_Data in this exercise_.
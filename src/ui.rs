use crate::domain::{Version, VersionBump};
use crate::locator::{NearestVersion, VersionDistance};
use console::style;

pub fn display_error(message: &str) {
    eprintln!("{} {}", style("ERROR:").red(), message);
}

pub fn display_success(message: &str) {
    println!("{} {}", style("✓").green(), message);
}

pub fn display_status(message: &str) {
    println!("{} {}", style("→").yellow(), message);
}

/// Describe how far head is from a located version.
pub fn describe_distance(found: &VersionDistance) -> String {
    match found.distance {
        0 => format!("{} (at HEAD)", found.version),
        1 => format!("{} (1 commit since)", found.version),
        n => format!("{} ({} commits since)", found.version, n),
    }
}

pub fn display_nearest_version(nearest: &NearestVersion) {
    println!("{}", style("Nearest versions:").bold());
    println!("  Any:    {}", style(describe_distance(&nearest.any)).cyan());
    println!(
        "  Normal: {}",
        style(describe_distance(&nearest.normal)).green()
    );

    if !nearest.normal.tagged {
        display_status("No release tag is reachable from HEAD");
    }
}

pub fn display_next_version(current: &Version, bump: VersionBump, next: &Version) {
    let scope = match bump {
        VersionBump::Major => "major",
        VersionBump::Minor => "minor",
        VersionBump::Patch => "patch",
    };
    display_success(&format!(
        "Next {} version: {} -> {}",
        scope,
        current,
        style(next).green().bold()
    ));
}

_What you are asked to do_.
Show each line in the listing above that has "green".

_Reply_.
    println!("{} {}", style("✓").green(), message);
        style(describe_distance(&nearest.normal)).green()
        style(next).green().bold()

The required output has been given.